To conservationists, the increasing numbers of great whites reported in the waters around Cape Cod is a “success story, a welcome sign of ecosystem recovery at a time when many wildlife species are depleted”, the paper continued.

But this “success story” also “puts large numbers of people in close contact with a fast and efficient megapredator”.

Global increase 

Shark attacks increased globally in 2021 “following three consecutive years of decline”, the Associated Press reported. Data from the Florida Museum of Natural History’s International Shark Attack File shows that 73 unprovoked attacks (including 11 fatalities) were reported in 2021, up from 52 in 2020.

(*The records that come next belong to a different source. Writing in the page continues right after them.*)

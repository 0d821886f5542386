//! FontPack turns a directory of .ttf/.otf fonts into a self-hostable web
//! font package: copied fonts, optional WOFF2 versions, a `fonts.css`
//! stylesheet and a `README.md` manifest with checksums and CSP hashes.

pub mod cli;
pub mod error;
pub mod font;
pub mod models;
pub mod output;
pub mod pipeline;
pub mod utils;

pub use error::{Error, Result};
pub use models::{BatchSummary, Config};
pub use pipeline::{BatchPipeline, PipelineState, Toolchain};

Experts noted that 2020 marked a record low, in part owing to the closure of beaches during the Covid-19 pandemic. But Gavin Naylor, the director of the Florida Museum’s shark research programme, also attributed last year’s spike to “expanding numbers of white sharks”. 

Naylor added that the predator’s population recovery was “likely in response to a boom in the seal populations they feed on”. Throughout history, harbour seals have been widely hunted for their skins, oil, and meat, with their populations dwindling as a result. 

But the species has seen a boom in the US since becoming federally protected under the 1972 Marine Mammal Protection Act (MMPA).

Protected species

The increase of great white sharks off the coast of California has also been linked to conservation efforts. The sharks become a protected species there in 1994, when the use of gill nets (a commercial fishing method that unintentionally entangled large sea creatures such as sharks, sea lions and dolphins) was also banned. 

Changing climates and weather patterns may impact shark behaviours too.

In 2019, researchers at Sydney’s Macquarie University identified a slight increase in the risk of shark attacks following heavy rainfall. The experts suggested that such rains “flush nutrients into the sea” and create an abundance of fish, seals and other prey that attracts sharks, explained the BBC.

Study co-author Nathan Hart, an associate professor of biological sciences, told the broadcaster that in the future, we could “potentially see an increase or equally a decrease in shark attacks” in response to “changing environmental variables”, as coral reefs, mangrove forests and the other natural habitats favoured by their species are destroyed as a result of climate change.